> **Work request**: After reading the listing below, copy it out exactly.

> **Record excerpts**:
::::::
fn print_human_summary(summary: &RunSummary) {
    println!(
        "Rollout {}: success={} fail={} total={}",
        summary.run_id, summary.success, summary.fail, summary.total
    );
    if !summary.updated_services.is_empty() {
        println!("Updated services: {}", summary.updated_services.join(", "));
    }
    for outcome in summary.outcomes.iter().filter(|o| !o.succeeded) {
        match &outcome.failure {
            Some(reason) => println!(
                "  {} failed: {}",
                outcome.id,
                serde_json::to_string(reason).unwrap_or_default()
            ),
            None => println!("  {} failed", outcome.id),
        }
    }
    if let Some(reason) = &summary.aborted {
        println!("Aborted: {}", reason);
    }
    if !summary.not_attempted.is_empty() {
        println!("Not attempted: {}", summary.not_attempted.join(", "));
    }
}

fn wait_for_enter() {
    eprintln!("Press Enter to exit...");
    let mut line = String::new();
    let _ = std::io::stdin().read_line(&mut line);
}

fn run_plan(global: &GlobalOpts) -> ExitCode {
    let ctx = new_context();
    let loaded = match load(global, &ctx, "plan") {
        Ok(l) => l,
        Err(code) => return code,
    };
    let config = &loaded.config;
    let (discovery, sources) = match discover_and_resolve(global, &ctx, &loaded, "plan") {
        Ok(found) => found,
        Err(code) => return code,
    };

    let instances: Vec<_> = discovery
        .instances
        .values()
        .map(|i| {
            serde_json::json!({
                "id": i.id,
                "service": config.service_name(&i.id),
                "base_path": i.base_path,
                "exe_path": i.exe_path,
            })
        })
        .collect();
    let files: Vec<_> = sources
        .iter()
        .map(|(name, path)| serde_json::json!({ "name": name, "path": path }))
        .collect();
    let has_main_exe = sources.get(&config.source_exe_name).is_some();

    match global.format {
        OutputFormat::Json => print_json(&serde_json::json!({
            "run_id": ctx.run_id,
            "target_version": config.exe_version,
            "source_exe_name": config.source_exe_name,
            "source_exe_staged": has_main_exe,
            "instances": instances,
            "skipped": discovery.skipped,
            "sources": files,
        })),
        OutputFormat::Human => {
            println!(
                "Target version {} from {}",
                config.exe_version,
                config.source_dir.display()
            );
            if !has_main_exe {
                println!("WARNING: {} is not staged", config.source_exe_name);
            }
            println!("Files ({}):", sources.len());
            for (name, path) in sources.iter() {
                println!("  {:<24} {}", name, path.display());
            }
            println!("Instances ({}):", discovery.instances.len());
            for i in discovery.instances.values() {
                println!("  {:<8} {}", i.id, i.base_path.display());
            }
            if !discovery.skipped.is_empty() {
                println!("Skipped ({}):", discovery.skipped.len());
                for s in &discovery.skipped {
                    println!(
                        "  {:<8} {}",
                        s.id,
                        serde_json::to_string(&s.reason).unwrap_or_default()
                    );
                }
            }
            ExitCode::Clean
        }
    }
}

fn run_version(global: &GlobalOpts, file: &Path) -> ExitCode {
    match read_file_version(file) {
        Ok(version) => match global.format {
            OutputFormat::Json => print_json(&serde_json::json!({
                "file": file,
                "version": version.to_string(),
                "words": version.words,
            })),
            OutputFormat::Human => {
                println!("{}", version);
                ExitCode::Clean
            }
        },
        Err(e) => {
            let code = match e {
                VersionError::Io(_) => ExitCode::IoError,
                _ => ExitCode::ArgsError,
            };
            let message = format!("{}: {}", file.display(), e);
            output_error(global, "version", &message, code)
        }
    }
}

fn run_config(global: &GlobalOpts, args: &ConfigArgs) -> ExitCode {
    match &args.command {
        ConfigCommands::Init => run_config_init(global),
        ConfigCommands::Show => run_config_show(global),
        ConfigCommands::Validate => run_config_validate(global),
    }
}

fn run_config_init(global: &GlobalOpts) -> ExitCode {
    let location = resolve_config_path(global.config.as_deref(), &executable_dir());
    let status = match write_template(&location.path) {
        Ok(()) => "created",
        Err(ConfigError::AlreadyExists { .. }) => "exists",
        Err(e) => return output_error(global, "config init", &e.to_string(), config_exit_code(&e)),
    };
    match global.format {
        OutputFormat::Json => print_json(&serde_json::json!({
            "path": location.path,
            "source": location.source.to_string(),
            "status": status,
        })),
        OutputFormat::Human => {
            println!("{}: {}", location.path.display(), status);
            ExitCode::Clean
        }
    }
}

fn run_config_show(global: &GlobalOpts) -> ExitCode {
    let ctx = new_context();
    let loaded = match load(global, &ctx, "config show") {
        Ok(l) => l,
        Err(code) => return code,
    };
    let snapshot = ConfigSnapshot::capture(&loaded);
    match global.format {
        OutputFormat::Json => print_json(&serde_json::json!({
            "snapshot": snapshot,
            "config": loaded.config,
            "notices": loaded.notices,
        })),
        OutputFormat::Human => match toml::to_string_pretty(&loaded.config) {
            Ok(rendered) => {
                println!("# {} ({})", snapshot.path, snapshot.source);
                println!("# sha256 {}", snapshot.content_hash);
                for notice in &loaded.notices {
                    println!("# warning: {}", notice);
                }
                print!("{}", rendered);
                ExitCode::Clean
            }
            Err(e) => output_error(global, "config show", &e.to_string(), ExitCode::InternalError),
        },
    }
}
::::::
> **Exercise result**:
fn print_human_summary(summary: &RunSummary) {
    println!(
        "Rollout {}: success={} fail={} total={}",
        summary.run_id, summary.success, summary.fail, summary.total
    );
    if !summary.updated_services.is_empty() {
        println!("Updated services: {}", summary.updated_services.join(", "));
    }
    for outcome in summary.outcomes.iter().filter(|o| !o.succeeded) {
        match &outcome.failure {
            Some(reason) => println!(
                "  {} failed: {}",
                outcome.id,
                serde_json::to_string(reason).unwrap_or_default()
            ),
            None => println!("  {} failed", outcome.id),
        }
    }
    if let Some(reason) = &summary.aborted {
        println!("Aborted: {}", reason);
    }
    if !summary.not_attempted.is_empty() {
        println!("Not attempted: {}", summary.not_attempted.join(", "));
    }
}

fn wait_for_enter() {
    eprintln!("Press Enter to exit...");
    let mut line = String::new();
    let _ = std::io::stdin().read_line(&mut line);
}

fn run_plan(global: &GlobalOpts) -> ExitCode {
    let ctx = new_context();
    let loaded = match load(global, &ctx, "plan") {
        Ok(l) => l,
        Err(code) => return code,
    };
    let config = &loaded.config;
    let (discovery, sources) = match discover_and_resolve(global, &ctx, &loaded, "plan") {
        Ok(found) => found,
        Err(code) => return code,
    };

    let instances: Vec<_> = discovery
        .instances
        .values()
        .map(|i| {
            serde_json::json!({
                "id": i.id,
                "service": config.service_name(&i.id),
                "base_path": i.base_path,
                "exe_path": i.exe_path,
            })
        })
        .collect();
    let files: Vec<_> = sources
        .iter()
        .map(|(name, path)| serde_json::json!({ "name": name, "path": path }))
        .collect();
    let has_main_exe = sources.get(&config.source_exe_name).is_some();

    match global.format {
        OutputFormat::Json => print_json(&serde_json::json!({
            "run_id": ctx.run_id,
            "target_version": config.exe_version,
            "source_exe_name": config.source_exe_name,
            "source_exe_staged": has_main_exe,
            "instances": instances,
            "skipped": discovery.skipped,
            "sources": files,
        })),
        OutputFormat::Human => {
            println!(
                "Target version {} from {}",
                config.exe_version,
                config.source_dir.display()
            );
            if !has_main_exe {
                println!("WARNING: {} is not staged", config.source_exe_name);
            }
            println!("Files ({}):", sources.len());
            for (name, path) in sources.iter() {
                println!("  {:<24} {}", name, path.display());
            }
            println!("Instances ({}):", discovery.instances.len());
            for i in discovery.instances.values() {
                println!("  {:<8} {}", i.id, i.base_path.display());
            }
            if !discovery.skipped.is_empty() {
                println!("Skipped ({}):", discovery.skipped.len());
                for s in &discovery.skipped {
                    println!(
                        "  {:<8} {}",
                        s.id,
                        serde_json::to_string(&s.reason).unwrap_or_default()
                    );
                }
            }
            ExitCode::Clean
        }
    }
}

fn run_version(global: &GlobalOpts, file: &Path) -> ExitCode {
    match read_file_version(file) {
        Ok(version) => match global.format {
            OutputFormat::Json => print_json(&serde_json::json!({
                "file": file,
                "version": version.to_string(),
                "words": version.words,
            })),
            OutputFormat::Human => {
                println!("{}", version);
                ExitCode::Clean
            }
        },
        Err(e) => {
            let code = match e {
                VersionError::Io(_) => ExitCode::IoError,
                _ => ExitCode::ArgsError,
            };
            let message = format!("{}: {}", file.display(), e);
            output_error(global, "version", &message, code)
        }
    }
}

fn run_config(global: &GlobalOpts, args: &ConfigArgs) -> ExitCode {
    match &args.command {
        ConfigCommands::Init => run_config_init(global),
        ConfigCommands::Show => run_config_show(global),
        ConfigCommands::Validate => run_config_validate(global),
    }
}

fn run_config_init(global: &GlobalOpts) -> ExitCode {
    let location = resolve_config_path(global.config.as_deref(), &executable_dir());
    let status = match write_template(&location.path) {
        Ok(()) => "created",
        Err(ConfigError::AlreadyExists { .. }) => "exists",
        Err(e) => return output_error(global, "config init", &e.to_string(), config_exit_code(&e)),
    };
    match global.format {
        OutputFormat::Json => print_json(&serde_json::json!({
            "path": location.path,
            "source": location.source.to_string(),
            "status": status,
        })),
        OutputFormat::Human => {
            println!("{}: {}", location.path.display(), status);
            ExitCode::Clean
        }
    }
}

fn run_config_show(global: &GlobalOpts) -> ExitCode {
    let ctx = new_context();
    let loaded = match load(global, &ctx, "config show") {
        Ok(l) => l,
        Err(code) => return code,
    };
    let snapshot = ConfigSnapshot::capture(&loaded);
    match global.format {
        OutputFormat::Json => print_json(&serde_json::json!({
            "snapshot": snapshot,
            "config": loaded.config,
            "notices": loaded.notices,
        })),
        OutputFormat::Human => match toml::to_string_pretty(&loaded.config) {
            Ok(rendered) => {
                println!("# {} ({})", snapshot.path, snapshot.source);
                println!("# sha256 {}", snapshot.content_hash);
                for notice in &loaded.notices {
                    println!("# warning: {}", notice);
                }
                print!("{}", rendered);
                ExitCode::Clean
            }
            Err(e) => output_error(global, "config show", &e.to_string(), ExitCode::InternalError),
        },
    }
}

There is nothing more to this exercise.